Still another problem is Iran’s enabling of Iraqi Shiite militias in Syria such as Kata’ib Hezbollah (KH), Asai’b Ahl al-Haq (AAH) and the newly formed Abu al-Fadl al-Abbas Brigade (AFAB), which is diverse outfit of Syrian, Iraqi, and Lebanese Hezbollah fighters. Some of these militants are first flown to Tehran for training before being flown back to Damascus, chiefly to guard the Seyyada Zeinab district of the capital, where the daughter of Imam Ali is entombed.

Moving Iranian personnel and hardware within Syria is also best done through air transport. Yet the regime relies almost exclusively on the IL-76 transport plane, of which it currently has only five left in its inventory. Of its main strafing aircraft, the L-39 trainer jet, the Syrian Air Force is down to between 40 and 70. All other fixed-wing aircraft in its order of battle, particularly the MiG and SU attack jets, are Soviet-era, require heavy maintenance and even heavier training to make them mission capable. An intervention that confined itself to Syria’s air traffic would therefore severely hinder Iran’s ability to prop up Assad or further Suleimani’s “takeover” project.

Perhaps seeking to drive this point home, ISW released a helpful slideshow yesterday examining the three ways that such an intervention can be accomplished. The first is to wage limited air strikes on Syrian infrastructure (runways, fuel depots, command, and control centers) without really going after the planes themselves. This would degrade the regime’s ability to receive Iranian air cargo (or IRGC facilitators or repatriating militiamen) as well as then redistribute them around Syria. It would further reduce the regime’s capability to launch air attacks against the opposition, thus improving, albeit not guaranteeing, conditions for a safe zone in the north. The second option is go after some Syrian aircraft and degrading the regime’s ability to transport anyone or anything incoming from Iran around the country (though this option wouldn’t necessarily stop personnel or materiel from entering Syria). The third option is a no-fly zone, which would eliminate the regime’s ability to conduct bombing runs or receive aerial resupply from Iran. It would protect any safe zone established along the Syrian-Turkish border from aerial attack, though not from any ground incursions (here is where trained and well-equipped rebels would be necessary stand-in forces for foreign boots on the ground).
Here's the ISW slide show:



An ISW author of the report is quoted in Foreign Policy:
"I get why people get so amped up about no-fly zones" said Christopher Harmer, senior naval analyst at the Institute for the Study of War. People often tend to think of Iraq, he told the E-Ring, and the 12 year-long complex, high-demand Operation Southern Watch and Operation Northern Watch. Those missions cost an estimated $1 billion per year, combined.

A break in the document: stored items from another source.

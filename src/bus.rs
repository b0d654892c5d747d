//! Serial bus layer.
//!
//! - [`BusTransport`]: reconfigurable read-register capability shared by all
//!   meters on one RS-485 line
//! - [`RtuTransport`]: Modbus RTU implementation on a serial port
//! - [`FakeBus`]: scripted in-memory bus
//! - [`ReadOutcome`]: classification of a read into value, transient or
//!   fatal fault

pub mod fake;
pub mod rtu;
mod transport;

pub use fake::{FakeBus, ScriptedRead};
pub use rtu::RtuTransport;
pub use transport::{
    BusTransport, EXCEPTION_ACKNOWLEDGE, EXCEPTION_SLAVE_BUSY, Parity, ParityConfigError,
    ReadOutcome, SerialSettings, TransientKind, TransportError,
};
//! Sink trait.

use std::sync::Arc;

use super::error::SinkError;
use super::types::CycleBatch;

/// Persists one cycle's batch as a unit.
///
/// # Atomicity
///
/// `write_batch` must either persist every entry of the batch or none of
/// them. Callers never split a batch and never retry a failed write within
/// the same cycle.
#[async_trait::async_trait]
pub trait TelemetrySink: Send + Sync + 'static {
    /// Short backend name for logs (e.g. "influxdb").
    fn name(&self) -> &str;

    /// Write every entry of `batch`.
    async fn write_batch(&self, batch: &CycleBatch) -> Result<(), SinkError>;
}

#[async_trait::async_trait]
impl<T: TelemetrySink + ?Sized> TelemetrySink for Arc<T> {
    fn name(&self) -> &str {
        (**self).name()
    }

    async fn write_batch(&self, batch: &CycleBatch) -> Result<(), SinkError> {
        (**self).write_batch(batch).await
    }
}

But that was a "full" no-fly zone controlling a large adversarial territory. It would take far less to protect the smaller skies over Syria, which maintains far less air power, defense analysts believe.

"Is the goal to establish a classic no-fly zone, or is the goal to ground the Syrian Air Force?" Harmer said. "Establishing a classic no-fly zone is time consuming and costly; grounding the Syrian Air Force is as simple as sending a few cruisers and destroyers from Norfolk over to the Eastern Med and dropping 250 (Tomahawk) TLAM into Syria."

"That ends the Syrian Air Force in less than an hour."

The actual attack may take a bit longer, like the assault on Libya's air defenses, but still fares better than a sustained no-fly zone.

"Tomahawk TLAM cruise missiles can easily degrade the very limited Syrian Air Force down to almost nonexistence," Harmer contends. "We launch TLAM at the runways, radars, fuel farms, and aircraft themselves, and without U.S. aircraft getting anywhere near the Syrian airspace, we effectively create a no-fly zone -- not by enforcement, but by eliminating the Syrian Air Force."